緑茶に含まれるカテキンの一種と男性機能不全(ED)治療薬を併用投与することで、正常な細胞を傷つけずにがん細胞のみを殺し、高い抗がん作用を発揮することを、九州大大学院農学研究院の立花宏文教授の研究チームが突き止めた。研究成果は25日、米医学誌ジャーナル・オブ・クリニカル・インベスティゲーション電子版に掲載された。
 立花教授によると、これまで抗がん剤が効かなかったケースでも、高い効果が期待できるという。早ければ年内にも米国で臨床実験を実施する。同教授のチームは2004年、「エピガロカテキンガレート(EGCG)」と呼ばれるカテキンの一種ががん細胞の細胞膜表面にあるたんぱく質と結合することで、がん細胞を特定して殺す仕組みを解明。今回の研究では、EGCGの抗がん作用を阻害する酵素に着目し、この酵素の働きを抑える化合物を含むED治療薬を投与したところ、抗がん作用を高めることに成功した。
 マウスにヒトの乳がん細胞を移植した実験では、2日に1回、EGCGとED治療薬を投与した結果、16日間でがん細胞が死滅した。多発性骨髄腫や胃がん、膵臓(すいぞう)がん、前立腺がんでも同様の効果が得られたという。
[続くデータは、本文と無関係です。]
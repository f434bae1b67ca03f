//! In-memory question → answer store.
//!
//! Keys are matched byte-for-byte: case, whitespace and punctuation all
//! count. There is no eviction, expiry or size bound; the store lives for
//! the whole session and is written back once at the end.

use std::collections::HashMap;

use serde::{Deserialize, Serialize};
use tracing::debug;

use crate::error::Result;

use super::persistence::CachePersistence;

/// One cached question/answer pair.
#[derive(Debug, Clone, PartialEq, Eq, Serialize, Deserialize)]
pub struct CacheEntry {
    pub question: String,
    pub answer: String,
}

impl CacheEntry {
    pub fn new(question: impl Into<String>, answer: impl Into<String>) -> Self {
        Self {
            question: question.into(),
            answer: answer.into(),
        }
    }
}

/// Mapping from question text to answer text.
#[derive(Debug, Clone, Default, PartialEq, Eq)]
pub struct CacheStore {
    entries: HashMap<String, String>,
}

impl CacheStore {
    /// Create an empty store.
    pub fn new() -> Self {
        Self::default()
    }

    /// Hydrate a store from persisted storage.
    ///
    /// A missing source yields an empty store; a malformed one is a
    /// [`RecallError::Persistence`](crate::error::RecallError::Persistence).
    pub fn load(source: &dyn CachePersistence) -> Result<Self> {
        let entries = source.load()?;
        debug!(
            location = %source.location(),
            entries = entries.len(),
            "Loaded answer cache"
        );
        Ok(Self { entries })
    }

    /// Write every entry to `destination`, replacing its previous contents.
    pub fn save(&self, destination: &dyn CachePersistence) -> Result<()> {
        destination.save(self)?;
        debug!(
            location = %destination.location(),
            entries = self.entries.len(),
            "Saved answer cache"
        );
        Ok(())
    }

    /// Exact-match lookup.
    pub fn get(&self, question: &str) -> Option<&str> {
        self.entries.get(question).map(String::as_str)
    }

    /// Insert or overwrite the answer for `question`.
    pub fn put(&mut self, question: impl Into<String>, answer: impl Into<String>) {
        self.entries.insert(question.into(), answer.into());
    }

    pub fn contains(&self, question: &str) -> bool {
        self.entries.contains_key(question)
    }

    pub fn len(&self) -> usize {
        self.entries.len()
    }

    pub fn is_empty(&self) -> bool {
        self.entries.is_empty()
    }

    /// Iterate `(question, answer)` pairs in the map's iteration order.
    pub fn iter(&self) -> impl Iterator<Item = (&str, &str)> {
        self.entries
            .iter()
            .map(|(q, a)| (q.as_str(), a.as_str()))
    }

    /// Owned copy of every pair, used as a fine-tuning payload.
    pub fn snapshot(&self) -> Vec<CacheEntry> {
        self.iter().map(|(q, a)| CacheEntry::new(q, a)).collect()
    }
}

impl FromIterator<(String, String)> for CacheStore {
    fn from_iter<I: IntoIterator<Item = (String, String)>>(iter: I) -> Self {
        Self {
            entries: iter.into_iter().collect(),
        }
    }
}
impl OpenAiProvider {
    /// Build a provider from configuration, resolving the API key from the
    /// config file first and the environment second.
    pub fn from_config(provider: &ProviderConfig, fine_tune: &FineTuneConfig) -> Result<Self> {
        let env_key = API_KEY_ENV_VARS
            .iter()
            .find_map(|name| std::env::var(name).ok().filter(|v| !v.trim().is_empty()));
        let api_key = resolve_api_key(provider.api_key.as_deref(), env_key.as_deref())
            .ok_or_else(|| {
                RecallError::Config(format!(
                    "no API key configured; set provider.api_key in the config file or export {}",
                    API_KEY_ENV_VARS.join(" / ")
                ))
            })?;

        let client = Client::builder()
            .timeout(Duration::from_secs(provider.timeout_secs))
            .build()
            .map_err(|e| RecallError::Config(format!("failed to build HTTP client: {}", e)))?;

        Ok(Self {
            api_key,
            api_base: provider.api_base.trim_end_matches('/').to_string(),
            model: provider.model.clone(),
            system_prompt: provider.system_prompt.clone(),
            temperature: provider.temperature,
            max_tokens: provider.max_tokens,
            fine_tune: fine_tune.clone(),
            client,
        })
    }

    fn api_url(&self, path: &str) -> String {
        format!("{}/{}", self.api_base, path.trim_start_matches('/'))
    }

    /// Build a `/chat/completions` body for one question. No history is
    /// sent: each question is answered on its own.
    pub fn build_chat_body(&self, question: &str) -> Value {
        let mut messages = Vec::with_capacity(2);
        if let Some(system) = self.system_prompt.as_deref().filter(|s| !s.is_empty()) {
            messages.push(json!({ "role": "system", "content": system }));
        }
        messages.push(json!({ "role": "user", "content": question }));
        json!({
            "model": self.model,
            "messages": messages,
            "temperature": self.temperature,
            "max_tokens": self.max_tokens,
        })
    }

    /// Pull the assistant text out of a chat completion response.
    ///
    /// Returns `None` when the model never produced a final message.
    pub fn extract_answer(response: &Value) -> Option<String> {
        let choice = &response["choices"][0];
        if choice["finish_reason"].as_str() == Some("length") {
            warn!("Completion hit the token limit; answer may be truncated");
        }
        choice["message"]["content"].as_str().map(String::from)
    }

    /// Send a request, check the status and parse the JSON body. Failures
    /// are wrapped with `kind` so callers get the right error class.
    async fn send_json(
        &self,
        request: reqwest::RequestBuilder,
        what: &str,
        kind: fn(String) -> RecallError,
    ) -> Result<Value> {
        let response = request
            .bearer_auth(&self.api_key)
            .send()
            .await
            .map_err(|e| kind(format!("{} request failed: {}", what, e)))?;

        let status = response.status();
        if !status.is_success() {
            let body = response.text().await.unwrap_or_default();
            return Err(kind(format!(
                "{}: {}",
                what,
                describe_http_error(PROVIDER_NAME, status.as_u16(), &body)
            )));
        }

        response
            .json::<Value>()
            .await
            .map_err(|e| kind(format!("failed to parse {} response: {}", what, e)))
    }

    async fn upload_training_file(&self, jsonl: String) -> Result<String> {
        let file_name = format!("recallbot-{}.jsonl", Utc::now().format("%Y%m%dT%H%M%S"));
        let part = multipart::Part::bytes(jsonl.into_bytes())
            .file_name(file_name)
            .mime_str("application/jsonl")
            .map_err(|e| RecallError::Training(format!("invalid upload part: {}", e)))?;
        let form = multipart::Form::new()
            .text("purpose", "fine-tune")
            .part("file", part);

        let request = self.client.post(self.api_url("files")).multipart(form);
        let body = self
            .send_json(request, "training file upload", RecallError::Training)
            .await?;
        body["id"]
            .as_str()
            .map(String::from)
            .ok_or_else(|| RecallError::Training("file upload response has no id".into()))
    }

    async fn create_job(&self, training_file: &str) -> Result<String> {
        let mut payload = json!({
            "training_file": training_file,
            "model": self.model,
        });
        if !self.fine_tune.suffix.is_empty() {
            payload["suffix"] = json!(self.fine_tune.suffix);
        }

        let request = self
            .client
            .post(self.api_url("fine_tuning/jobs"))
            .json(&payload);
        let body = self
            .send_json(request, "fine-tuning job creation", RecallError::Training)
            .await?;
        body["id"]
            .as_str()
            .map(String::from)
            .ok_or_else(|| RecallError::Training("job creation response has no id".into()))
    }

    /// Poll until the job reaches a terminal state or the wait budget runs out.
    async fn wait_for_job(&self, job_id: &str) -> Result<String> {
        let started = Instant::now();
        let max_wait = Duration::from_secs(self.fine_tune.max_wait_secs);
        let interval = Duration::from_secs(self.fine_tune.poll_interval_secs);
        let url = self.api_url(&format!("fine_tuning/jobs/{}", job_id));

        loop {
            let body = self
                .send_json(self.client.get(&url), "fine-tuning job status", RecallError::Training)
                .await?;
            match JobStatus::from_json(&body)? {
                JobStatus::Succeeded(model) => return Ok(model),
                JobStatus::Failed(reason) => {
                    return Err(RecallError::Training(format!(
                        "job {} did not complete: {}",
                        job_id, reason
                    )))
                }
                JobStatus::Pending(status) => {
                    debug!(job_id, status = %status, elapsed_secs = started.elapsed().as_secs(), "Fine-tuning job still running");
                }
            }

            if started.elapsed() >= max_wait {
                return Err(RecallError::Training(format!(
                    "job {} still running after {}s; giving up (the job keeps running remotely)",
                    job_id, self.fine_tune.max_wait_secs
                )));
            }
            tokio::time::sleep(interval).await;
        }
    }
}
//! Command-line interface: argument parsing, logging setup and dispatch.

mod ask;
mod cache;
mod chat;
mod console;

use std::path::PathBuf;

use anyhow::{Context, Result};
use clap::{Parser, Subcommand, ValueEnum};
use tracing_subscriber::EnvFilter;

use recallbot::config::Config;
use recallbot::providers::OpenAiProvider;

/// Answers questions from a local answer cache, asking a language model
/// only for questions it has not seen before.
#[derive(Parser, Debug)]
#[command(name = "recallbot")]
#[command(author, version, about, long_about = None)]
#[command(propagate_version = true)]
pub(crate) struct Cli {
    /// Config file (defaults to ~/.recallbot/config.json)
    #[arg(long, global = true)]
    config: Option<PathBuf>,

    /// Answer cache CSV file, overriding the configured path
    #[arg(long, global = true)]
    cache: Option<PathBuf>,

    /// Enable debug logging (RUST_LOG takes precedence)
    #[arg(short, long, global = true)]
    verbose: bool,

    /// Log output format
    #[arg(long, value_enum, default_value_t = LogFormat::Text, global = true)]
    log_format: LogFormat,

    #[command(subcommand)]
    command: Option<Commands>,
}

#[derive(Subcommand, Debug, PartialEq, Eq)]
pub(crate) enum Commands {
    /// Start an interactive question/answer session (default)
    Chat,
    /// Answer a single question and exit
    Ask {
        /// The question, matched exactly against the cache
        question: String,
    },
    /// Inspect the answer cache
    Cache {
        #[command(subcommand)]
        action: CacheAction,
    },
}

#[derive(Subcommand, Debug, PartialEq, Eq)]
pub(crate) enum CacheAction {
    /// Print cached question/answer pairs
    List {
        /// Maximum number of pairs to show
        #[arg(short, long, default_value_t = 50)]
        limit: usize,
        /// Emit CSV in the cache file format instead of readable text
        #[arg(long)]
        csv: bool,
    },
    /// Show cache size and location
    Stats,
}

/// Log line format on stderr.
#[derive(Debug, Clone, Copy, ValueEnum, Default, PartialEq, Eq)]
pub(crate) enum LogFormat {
    #[default]
    Text,
    Json,
}

/// Parse arguments and run the selected command.
pub(crate) async fn run() -> Result<()> {
    dotenvy::dotenv().ok();
    let cli = Cli::parse();
    init_logging(cli.verbose, cli.log_format);

    let config = load_config(cli.config.as_deref(), cli.cache)?;

    match cli.command.unwrap_or(Commands::Chat) {
        Commands::Chat => chat::cmd_chat(config).await,
        Commands::Ask { question } => ask::cmd_ask(config, &question).await,
        Commands::Cache { action } => cache::cmd_cache(config, action),
    }
}

fn init_logging(verbose: bool, format: LogFormat) {
    let default_directive = if verbose {
        "recallbot=debug"
    } else {
        "recallbot=warn"
    };
    let filter =
        EnvFilter::try_from_default_env().unwrap_or_else(|_| EnvFilter::new(default_directive));
    let builder = tracing_subscriber::fmt()
        .with_env_filter(filter)
        .with_writer(std::io::stderr);
    match format {
        LogFormat::Text => builder.init(),
        LogFormat::Json => builder.json().init(),
    }
}

fn load_config(path: Option<&std::path::Path>, cache_override: Option<PathBuf>) -> Result<Config> {
    let mut config = match path {
        Some(p) => Config::load_from_path(p)
            .with_context(|| format!("Failed to load configuration from {}", p.display()))?,
        None => Config::load().with_context(|| "Failed to load configuration")?,
    };
    if let Some(cache) = cache_override {
        config.cache_path = cache;
    }
    Ok(config)
}

/// Build the generation service from configuration.
pub(crate) fn build_provider(config: &Config) -> Result<OpenAiProvider> {
    OpenAiProvider::from_config(&config.provider, &config.fine_tune)
        .with_context(|| "Failed to set up the generation provider")
}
 今回は、この研究の知財を俯瞰し今後の展開を考えてみる。

九州大学農学研究院 生物機能科学部門助教授 
立花宏文「緑茶の渋みは健康増進シグナル?−緑茶カテキンの機能とその受容体−」より

 茶(Camellia sinensis)は、ツバキ科に属する多年生の常緑樹で、その発祥地は中国南西部の亜熱帯地方と考えられています。その歴史は数千年ともいわれ、世界中で最も愛用されている嗜好飲料です。製法的な違いによって、不発酵茶(緑茶)、発酵茶(紅茶)、半発酵茶(ウーロン茶や包種茶)などがあります。その茶葉中にはタンパク質や食物繊維などの不溶性成分が多く含まれていますが、その他にも苦味の素であるカフェイン、渋味の素であるカテキン類、旨味の素であるテアニン等のアミノ酸やビタミン類、フラボノイド、微量金属類、サポニンなどが含まれています。なかでも数多くの生理作用が報告されているのがカテキン類です。緑茶葉には乾燥重量で約十〜二十%のカテキン類が含まれていますが、その約半量を占めるのがエピガロカテキンガレート(EGCG)であり、エピカテキンガレート(ECG)、エピガロカテキン(EGC)、エピカテキン(EC)といった他のカテキン類と比較して強い生理活性を有していることが明らかとなっています。また、EGCGは茶以外の植物には見出されていないことや、ウーロン茶や紅茶にはほとんど含まれていないことから緑茶を特徴的づける成分といえます。
 カテキンの生理作用として、抗酸化作用、抗ガン作用、抗アレルギー作用、血圧上昇抑制作用、動脈硬化抑制作用、脂質代謝改善作用などが報告されており、お茶による生活習慣病の予防効果に期待が寄せられています。

緑茶カテキンに受容体があるのでは

カテキン類の保健作用はこれまで、その高い抗酸化活性と関連させたものがほとんどでした。これに対して、私たちは、緑茶カテキンがガン細胞の増殖を抑制し、その抑制効果がカテキンの種類によって著しく異なること、さらに、抑制効果のあるEGCGはガン細胞の表面に結合することができるが、抑制効果のないカテキンには結合性がないことを見出してきました。こうした結果から、緑茶カテキンを受け取ってその生理作用を仲介する分子が細胞表面上に存在するのではないかと考えました。しかし、そのような分子の存在はこれまでに報告されていなかったため、テキンの細胞表面上の標的分子を遺伝子工学的手法により明らかにしました

緑茶カテキン受容体としての67kDaラミニンレセプター

67kDaラミニンレセプター(67LR)は、基底膜の主要な構成成分であるラミニンに結合する細胞膜タンパク質で、悪性度の高いガン細胞に高発現し、その増殖、浸潤、転移などに関与することが知られています。また、この67LRは、プリオンタンパク質の受容体としても機能することが知られており、最近では病原性プリオンタンパク質の増殖に関与していることが明らかにされた分子でもあります。遺伝子学的手法による検討の結果、この67LRが緑茶カテキンの受容体として働く可能性を見出したため、以下に示した実験を行いました。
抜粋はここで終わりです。